You have to “decode” the byte string according to a certain decoding
scheme, which usually is "utf-8"
, as that is the most common Unicode
format. You decode using the decode()
method, with the encoding scheme
as a string parameter. You can also go from a string to a byte string by
encoding using the encode()
method, again with the encoding scheme as
string parameter.
hw1 = b"Hello, world!"
hw2 = hw1.decode( "utf-8" )
print( hw2 )
hw3 = hw2.encode( "utf-8" )
print( hw3 )
In general you have little reason to read text files in binary mode, at least not if you just want to access the text, and so you do not have to worry about encoding and decoding byte strings. The exception is when you have to deal with a text file that uses Unicode characters. Such a file cannot be treated as a text file, and you have to open it in binary mode.
To demonstrate how reading a binary file works, I now open the file “pc_rose.txt,” and read ten times ten bytes from it.

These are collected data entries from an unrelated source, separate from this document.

// SPDX-License-Identifier: BUSL-1.1
// Copyright (c) 2026 Alfred Jean LLC

// Allow panic!/unwrap/expect in test code
#![cfg_attr(test, allow(clippy::panic))]
#![cfg_attr(test, allow(clippy::unwrap_used))]
#![cfg_attr(test, allow(clippy::expect_used))]

//! rd-engine: Research job orchestration.
//!
//! Decides what to run, gates execution through a single slot, supervises the
//! out-of-process runner and reconstructs job state from marker files.

mod config;
mod error;
mod orchestrator;
pub mod planner;
pub mod proposal;
pub mod reconcile;
pub mod runner;
pub mod sanitize;
pub mod supervisor;

pub use config::{EngineConfig, Limits, RunnerCommand, RunnerSettings};
pub use error::EngineError;
pub use orchestrator::{Orchestrator, ProposalOutcome, StartOutcome};
pub use planner::{plan_run, PlanError, RunPlan, TopicSelection};
pub use proposal::{ProposalError, ProposalPipeline};
pub use reconcile::{job_status, OwnedRun};
pub use runner::{run_topics, RunnerError};
pub use supervisor::{Acquire, Holder, SlotGuard, Supervisor, SupervisorError};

fp = open( "pc_rose.txt", "rb" )
for i in range( 10 ):
buffer = fp.read( 10 )
print( buffer )
fp.close()
When you run the code, you see the ten byte strings being displayed. You
may also notice that there are certain control characters visible, such
as \r
and \n
. The \r
you would not see if you read this file as a
text file, because Python converts it, together with the following \n
,
to a single \n
. Moreover, in a regular string you would not see the
\n
, because it is a newline character which tells Python to move to
the next line.
If instead of a text file, you open an actual binary file, you probably will not be able to make much sense of the output when you display it.